How do you follow a game like Scribblenauts, in which you can make and do almost anything? For developer 5th Cell, the answer is to make a game in which you can only do one thing: jump.

Run Roo Run for iPhone and iPad, coming this Thursday, is a "micro-platformer" about a kangaroo crossing the suspiciously dangerous landscape of Australia in search of her joey. We've got the first media, along with details from 5th Cell.%Gallery-143773%

Run Roo Run is an "auto-run" game in which you tap to jump, sort of like Canabalt -- but set in a series of predesigned, increasingly complex levels instead of a never-ending randomly generated world. This is the "micro" aspect of the "micro-platformer." "That means every level, from start to finish, is just a single screen wide," creative director Jeremiah Slaczka told Joystiq. "Typically, auto-runners don't have levels, you just travel as far as you can until you die."

Roo, on the other hand, has a set of 420 levels divided into chapters, each introducing a new element, like double-jump items, fans, retracting spikes, and crumbling aerial platforms. Each jump is accompanied by the placement of an arrow, allowing the player to see exactly where he or she took off from, in order to correct fatal errors in the next attempt.

In order to serve both casual, Angry Birds-type players and platformer superfans, Roo's levels are divided into "normal" and "extreme." "Players unlock the extreme levels of each chapter after beating the normal ones," Slaczka explained, "but you can completely bypass the extreme levels and just focus on the normal levels if you want. I wanted to make sure both casual players and core gamers had content to enjoy."

Those 420 levels will be augmented by a weekly release of 10 levels, for free -- a delivery that "won't require a product update," Slaczka noted.

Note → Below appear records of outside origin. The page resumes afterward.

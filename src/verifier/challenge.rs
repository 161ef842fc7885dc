// Copyright 2025 Contributors to the Veraison project.
// SPDX-License-Identifier: Apache-2.0

//! Challenge checking: an asynchronous, composable predicate over the
//! attestation challenge bytes.  The verifier awaits the returned future at
//! exactly one point; a cancelled future propagates, and the library never
//! imposes its own timeout.

use futures::future::BoxFuture;
use lru::LruCache;
use std::num::NonZeroUsize;
use std::sync::Mutex;

/// Decides whether an attestation challenge is acceptable.
pub trait ChallengeChecker: Send + Sync {
    /// Returns a future resolving to `true` when the challenge passes.
    fn check_challenge<'a>(&'a self, challenge: &'a [u8]) -> BoxFuture<'a, bool>;
}

/// Accepts exactly one expected challenge value, compared in constant
/// time.
pub struct ChallengeMatcher {
    expected: Vec<u8>,
}

impl ChallengeMatcher {
    pub fn new(expected: impl Into<Vec<u8>>) -> Self {
        Self {
            expected: expected.into(),
        }
    }
}

impl ChallengeChecker for ChallengeMatcher {
    fn check_challenge<'a>(&'a self, challenge: &'a [u8]) -> BoxFuture<'a, bool> {
        let ok = self.expected.len() == challenge.len()
            && openssl::memcmp::eq(&self.expected, challenge);
        Box::pin(futures::future::ready(ok))
    }
}

/// Accepts any challenge at most once, remembering the most recently seen
/// ones up to a capacity bound.
///
/// Every check either inserts the challenge and returns `true`, or finds
/// it, refreshes its recency and returns `false`; the least recently seen
/// entry is evicted on overflow.  The cache is the only mutable shared
/// state in this crate and is guarded by a mutex, so a given challenge is
/// accepted at most once across concurrent callers.
pub struct OneTimeChallengeCache {
    seen: Mutex<LruCache<Vec<u8>, ()>>,
}

impl OneTimeChallengeCache {
    /// A cache remembering up to `max_size` challenges (at least one).
    pub fn new(max_size: usize) -> Self {
        let capacity = NonZeroUsize::new(max_size).unwrap_or(NonZeroUsize::MIN);
        Self {
            seen: Mutex::new(LruCache::new(capacity)),
        }
    }
}

impl ChallengeChecker for OneTimeChallengeCache {
    fn check_challenge<'a>(&'a self, challenge: &'a [u8]) -> BoxFuture<'a, bool> {
        let mut seen = self.seen.lock().unwrap();
        let fresh = match seen.get(challenge) {
            Some(()) => false,
            None => {
                seen.put(challenge.to_vec(), ());
                true
            }
        };
        Box::pin(futures::future::ready(fresh))
    }
}

/// Runs checkers in order, awaiting each; the first `false` short-circuits
/// the rest.  An empty chain accepts everything.
#[derive(Default)]
pub struct ChallengeCheckerChain {
    checkers: Vec<Box<dyn ChallengeChecker>>,
}

impl ChallengeCheckerChain {
    pub fn new(checkers: Vec<Box<dyn ChallengeChecker>>) -> Self {
        Self { checkers }
    }
}

impl ChallengeChecker for ChallengeCheckerChain {
    fn check_challenge<'a>(&'a self, challenge: &'a [u8]) -> BoxFuture<'a, bool> {
        Box::pin(async move {
            for checker in &self.checkers {
                if !checker.check_challenge(challenge).await {
                    return false;
                }
            }
            true
        })
    }
}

Fitting with the bite-size nature of iPhone games, this is a smaller-scale project than 5th Cell's previous works. But it was almost even smaller. "The idea had been gnawing at the back of my skull for a few months," Slaczka said. "The simplicity of the base concept was a very compelling idea. So one Saturday afternoon I decided to sit down and write out a two page design doc. I showed it to our Technical Director and co-founder Marius Fahlbusch and we began working on the title after core work hours." The game was originally set to be developed within six weeks, but the team kept working on it until it became a "full-time project," with development spanning another three months."We brought in one of our artists and a level designer and rounded it out with our sound team and voila! A game!"

The inspiration for Roo's trip comes from a Flash game by Chris Jeff called Space is Key, a much more abstract experience about navigating ever-changing landscapes with only a jump button. "It's been kind of a weird experience for me," Slaczka said. "I haven't been so directly inspired by a title in years. In my previous titles Drawn to Life, Scribblenauts or even our upcoming shooter Hybrid, they were so unique that they were only loosely inspired by other concepts at best. But with Run Roo Run it's been fun to get initial inspiration from another title, adopt it and morph it into something all your own."

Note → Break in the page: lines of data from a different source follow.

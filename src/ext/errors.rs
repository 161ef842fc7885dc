// Copyright 2025 Contributors to the Veraison project.
// SPDX-License-Identifier: Apache-2.0

/// Classification of extension parsing failures.
#[derive(Debug, Clone, Copy, PartialEq, Eq)]
pub enum ExtensionParsingReason {
    /// A context tag number that is not part of the KeyMint tag table.
    UnknownTagNumber,
    /// An ENUMERATED discriminant outside the known variant set.
    UnknownEnumValue,
    /// The DER itself could not be decoded.
    MalformedDer,
    /// A string-valued field held bytes that are not valid UTF-8.
    MalformedUtf8,
    /// A positional SEQUENCE had the wrong number of elements.
    WrongArity,
    /// A presence-only boolean field carried an explicit FALSE.
    ForbiddenBooleanValue,
    /// A nested structure (RootOfTrust, AttestationApplicationId) was
    /// malformed.
    MalformedStructure,
}

/// Error raised while parsing the attestation or provisioning-info
/// extension.
#[derive(thiserror::Error, Debug, Clone, PartialEq, Eq)]
#[error("{message}")]
pub struct ExtensionParsingError {
    pub message: String,
    pub reason: Option<ExtensionParsingReason>,
}

impl ExtensionParsingError {
    pub fn new(message: impl Into<String>) -> Self {
        Self {
            message: message.into(),
            reason: None,
        }
    }

    pub fn with_reason(message: impl Into<String>, reason: ExtensionParsingReason) -> Self {
        Self {
            message: message.into(),
            reason: Some(reason),
        }
    }
}

impl From<der::Error> for ExtensionParsingError {
    fn from(e: der::Error) -> Self {
        Self::with_reason(e.to_string(), ExtensionParsingReason::MalformedDer)
    }
}
// Copyright 2025 Contributors to the Veraison project.
// SPDX-License-Identifier: Apache-2.0

use super::errors::Error;
use serde::Deserialize;
use std::collections::{HashMap, HashSet};
use std::sync::RwLock;

/// Interface to the source of revoked certificate serial numbers.  Like the
/// trust anchor source it is consulted once per `verify` call and must be
/// safe to call concurrently.
pub trait IRevocationSource: Send + Sync {
    /// Serial numbers (lowercase hex, no leading zeros) of revoked
    /// certificates.
    fn revoked_serials(&self) -> Result<HashSet<String>, Error>;
}

const STATUS_REVOKED: &str = "REVOKED";

#[derive(Deserialize)]
struct StatusEntry {
    status: String,
}

#[derive(Deserialize)]
struct StatusList {
    entries: HashMap<String, StatusEntry>,
}

/// An in-memory revocation source, loadable from the published status-list
/// JSON (`{"entries": {"<serial-hex>": {"status": ...}}}`).  Only entries
/// whose status is `REVOKED` are retained; anything else in the document is
/// ignored.
#[derive(Debug, Default)]
pub struct MemoRevocationList {
    revoked: RwLock<HashSet<String>>,
}

impl MemoRevocationList {
    /// Returns a new empty list: nothing is revoked.
    pub fn new() -> Self {
        Default::default()
    }

    /// Add to an existing (and possibly empty) list the revoked serials
    /// found in the given status-list JSON.
    pub fn load_json(&self, j: &str) -> Result<(), Error> {
        let list: StatusList = serde_json::from_str(j).map_err(|e| Error::Syntax(e.to_string()))?;

        let mut revoked = self.revoked.write().unwrap();
        for (serial, entry) in list.entries {
            if entry.status == STATUS_REVOKED {
                revoked.insert(serial);
            }
        }
        Ok(())
    }

    /// Marks a single serial (lowercase hex, no leading zeros) as revoked.
    pub fn insert(&self, serial: impl Into<String>) {
        self.revoked.write().unwrap().insert(serial.into());
    }
}

impl IRevocationSource for MemoRevocationList {
    fn revoked_serials(&self) -> Result<HashSet<String>, Error> {
        Ok(self.revoked.read().unwrap().clone())
    }
}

For 5th Cell, an original mobile game is something of a reunion. "In 2003 we started out as a mobile game studio with ambitions to break out and do bigger games," Slaczka said. "The mobile market back then was like the Dark Ages compared to today." The developer fled (pre-smartphone) mobile development for the Nintendo DS, where it found success. "The market has changed a lot since then," Slaczka said, "and Apple has done a great job in raising the bar for how mobile content is developed and consumed. We felt our efforts spent making a new mobile IP would be worthwhile."